The TUC has realised that Universal Credit is a ‘disaster‘, and a new report makes proposals for its ‘replacement’.  The detailed report covers six main areas:

  • making work pay
  • increasing the level of benefit
  • changing rules about conditionality and the initial waiting period
  • changing the process
  • altering the assessment periods, and
  • changing rules for payment.

These are all ways to improve the benefit.  I don’t think this goes anything like far enough.  The fundamental problems will remain:  a tapered benefit, a central focus on getting people to work  when most of its claimants are either already in work or aren’t going to be in the labour market, and a reliance on information that can’t be supplied or managed.
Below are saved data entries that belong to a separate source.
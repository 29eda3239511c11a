//! HS256 JSON Web Token verification for extension clients.
//!
//! Tokens are signed with the shared extension secret and carry `sub`
//! (the user id), `iat` and `exp`.

use jsonwebtoken::{
    Algorithm, DecodingKey, EncodingKey, Header, Validation, decode, encode, errors::ErrorKind,
};

use crate::domain::{AuthClaim, TokenVerifier, TrustError};

pub struct JwtTokenVerifier {
    key: DecodingKey,
    validation: Validation,
}

impl JwtTokenVerifier {
    pub fn new(secret: &[u8]) -> Self {
        let mut validation = Validation::new(Algorithm::HS256);
        validation.leeway = 0;
        validation.set_required_spec_claims(&["exp", "sub"]);
        Self {
            key: DecodingKey::from_secret(secret),
            validation,
        }
    }
}

impl TokenVerifier for JwtTokenVerifier {
    fn verify(&self, token: &str) -> Result<AuthClaim, TrustError> {
        decode::<AuthClaim>(token, &self.key, &self.validation)
            .map(|data| data.claims)
            .map_err(|e| match e.kind() {
                ErrorKind::ExpiredSignature => TrustError::Expired,
                _ => TrustError::InvalidToken(e.to_string()),
            })
    }
}

/// Verifier used when no secret is configured: every token is rejected.
#[derive(Debug, Default, Clone, Copy)]
pub struct DisabledTokenVerifier;

impl TokenVerifier for DisabledTokenVerifier {
    fn verify(&self, _token: &str) -> Result<AuthClaim, TrustError> {
        Err(TrustError::InvalidToken(
            "no extension secret configured".to_string(),
        ))
    }
}

/// Sign a token for `subject`. Timestamps are Unix seconds.
pub fn issue_token(
    secret: &[u8],
    subject: &str,
    issued_at: i64,
    expires_at: i64,
) -> Result<String, jsonwebtoken::errors::Error> {
    let claim = AuthClaim {
        subject: subject.to_string(),
        issued_at: Some(issued_at),
        expires_at,
    };
    encode(&Header::default(), &claim, &EncodingKey::from_secret(secret))
}
//! Simulated game: registers with the relay and answers forwarded actions.

use futures_util::{SinkExt, StreamExt};
use serde_json::Value;
use tokio_tungstenite::{connect_async, tungstenite::protocol::Message};

use crate::{
    error::SimulatorError,
    protocol::{game_handshake, game_reply},
    runner::SessionEnd,
};

/// Run one game session until the relay closes the socket.
pub async fn run_game_session(url: &str) -> Result<SessionEnd, SimulatorError> {
    let (ws_stream, _) = connect_async(url).await?;
    let (mut write, mut read) = ws_stream.split();

    write
        .send(Message::Text(game_handshake().to_string().into()))
        .await?;
    tracing::info!("Game registered with the relay");

    while let Some(message) = read.next().await {
        let text = match message? {
            Message::Text(text) => text,
            Message::Close(_) => break,
            _ => continue,
        };

        let forwarded: Value = match serde_json::from_str(text.as_str()) {
            Ok(value) => value,
            Err(e) => {
                tracing::warn!("Ignoring non-JSON frame: {}", e);
                continue;
            }
        };
        tracing::info!(
            user_id = %forwarded["user"]["id"],
            action = %forwarded["action"],
            "Game received"
        );

        if let Some(reply) = game_reply(&forwarded) {
            write.send(Message::Text(reply.to_string().into())).await?;
            tracing::info!("Game replied: {}", reply);
        }
    }

    Ok(SessionEnd::ConnectionLost)
}
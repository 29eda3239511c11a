//! UseCase layer: the relay's behaviour, written against the domain traits.

pub mod display_name;
pub mod forward_action;
pub mod heartbeat;
pub mod join;
pub mod message_bus;
pub mod rate_limiter;
pub mod router;
pub mod storekeeper;
pub mod trust_gate;

pub use display_name::DisplayNameResolver;
pub use forward_action::{ForwardActionUseCase, ForwardOutcome};
pub use heartbeat::{HeartbeatMonitor, HeartbeatReport};
pub use join::JoinUseCase;
pub use message_bus::MessageBus;
pub use rate_limiter::RateLimiter;
pub use router::{DropReason, EnvelopeRouter, RouteOutcome};
pub use storekeeper::{StorekeeperReply, StorekeeperUseCase};
pub use trust_gate::TrustGate;
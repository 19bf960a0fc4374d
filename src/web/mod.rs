//! HTTP surface
//!
//! Live view over MJPEG and WebSocket, camera actions and health checks.

pub mod shared;
pub use shared::{SharedState, ViewerGuard, ViewerKind};

pub mod http_server;
pub use http_server::{router, run_http_server};
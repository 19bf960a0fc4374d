//! Bounded per-consumer frame queue
//!
//! Holds demuxed frames until the consumer pulls them. When the consumer falls
//! behind, the oldest frame is dropped so the view stays live; delivery order
//! is otherwise preserved.

use super::frame::Frame;
use std::collections::VecDeque;

pub struct FrameQueue {
    frames: VecDeque<Frame>,
    capacity: usize,
}

impl FrameQueue {
    pub fn new(capacity: usize) -> Self {
        let capacity = capacity.max(1);
        Self {
            frames: VecDeque::with_capacity(capacity),
            capacity,
        }
    }

    /// Enqueue a frame; returns true if an older frame was dropped to make room
    pub fn push(&mut self, frame: Frame) -> bool {
        let dropped = if self.frames.len() >= self.capacity {
            self.frames.pop_front();
            true
        } else {
            false
        };
        self.frames.push_back(frame);
        dropped
    }

    pub fn pop(&mut self) -> Option<Frame> {
        self.frames.pop_front()
    }

    pub fn len(&self) -> usize {
        self.frames.len()
    }

    pub fn is_empty(&self) -> bool {
        self.frames.is_empty()
    }

    pub fn clear(&mut self) {
        self.frames.clear();
    }
}
//! Live-view frame data structure
//!
//! Represents one complete encoded image with delivery metadata.

use bytes::Bytes;
use std::fmt;
use std::time::Instant;

/// Where a frame came from
#[derive(Debug, Clone, Copy, PartialEq, Eq)]
pub enum FrameSource {
    /// Transcoder output demuxed from a relayed stream
    Relay,
    /// A still fetched from the account service
    Snapshot,
}

/// One complete JPEG image, markers included. The payload is passed through
/// untouched.
#[derive(Debug, Clone)]
pub struct Frame {
    /// Encoded image bytes
    pub data: Bytes,

    /// Receive timestamp
    pub timestamp: Instant,

    /// Sequence number within its stream
    pub sequence: u64,

    pub source: FrameSource,
}

impl Frame {
    pub fn new(data: Bytes, sequence: u64, source: FrameSource) -> Self {
        Self {
            data,
            timestamp: Instant::now(),
            sequence,
            source,
        }
    }

    pub fn len(&self) -> usize {
        self.data.len()
    }

    pub fn is_empty(&self) -> bool {
        self.data.is_empty()
    }
}

impl fmt::Display for Frame {
    fn fmt(&self, f: &mut fmt::Formatter<'_>) -> fmt::Result {
        write!(
            f,
            "Frame({} bytes, seq={}, {:?})",
            self.data.len(),
            self.sequence,
            self.source
        )
    }
}

/// Frame statistics for diagnostics
#[derive(Debug, Default, Clone)]
pub struct FrameStats {
    /// Total frames delivered
    pub total_frames: u64,

    /// Total bytes delivered
    pub total_bytes: u64,

    /// Frames dropped because the consumer fell behind
    pub dropped_frames: u64,

    /// Snapshots suppressed as duplicates
    pub duplicate_snapshots: u64,
}

impl FrameStats {
    /// Record a delivered frame
    pub fn record_frame(&mut self, bytes: usize) {
        self.total_frames += 1;
        self.total_bytes += bytes as u64;
    }
}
The TUC’s proposals are well meant, but they leave all of those elements in place.

 

 

 

Computer says ‘no’

It’s admittedly difficult to get resources to people given the state of the benefits system.  The Chancellor has pleaded that it’s difficult to get higher benefits paid to people, because so many benefits don’t run on the shiny new systems introduced for Universal Credit.  Many people are still on legacy benefits, which rely on older computer systems.

A focus on Universal Credit may seem the best option available, but there are two large deficiencies in that.  The first is the deliberate exclusion of so many people from Universal Credit itself.  The coverage of UC is limited by design: the limitations are produced by

  • work requirements
  • people excluded from recourse to public funds
  • sanctions (the largest number being for people who have missed a meeting)
  • limited entitlements because of notional (or imaginary) income
  • capital rules
  • the arbitrary changes in entitlement coming from fluctuating incomes, and
  • Inaction/suspension because information required

At slightly higher income levels, people may also drop out of the UC system because of the benefit cap or the two child limit.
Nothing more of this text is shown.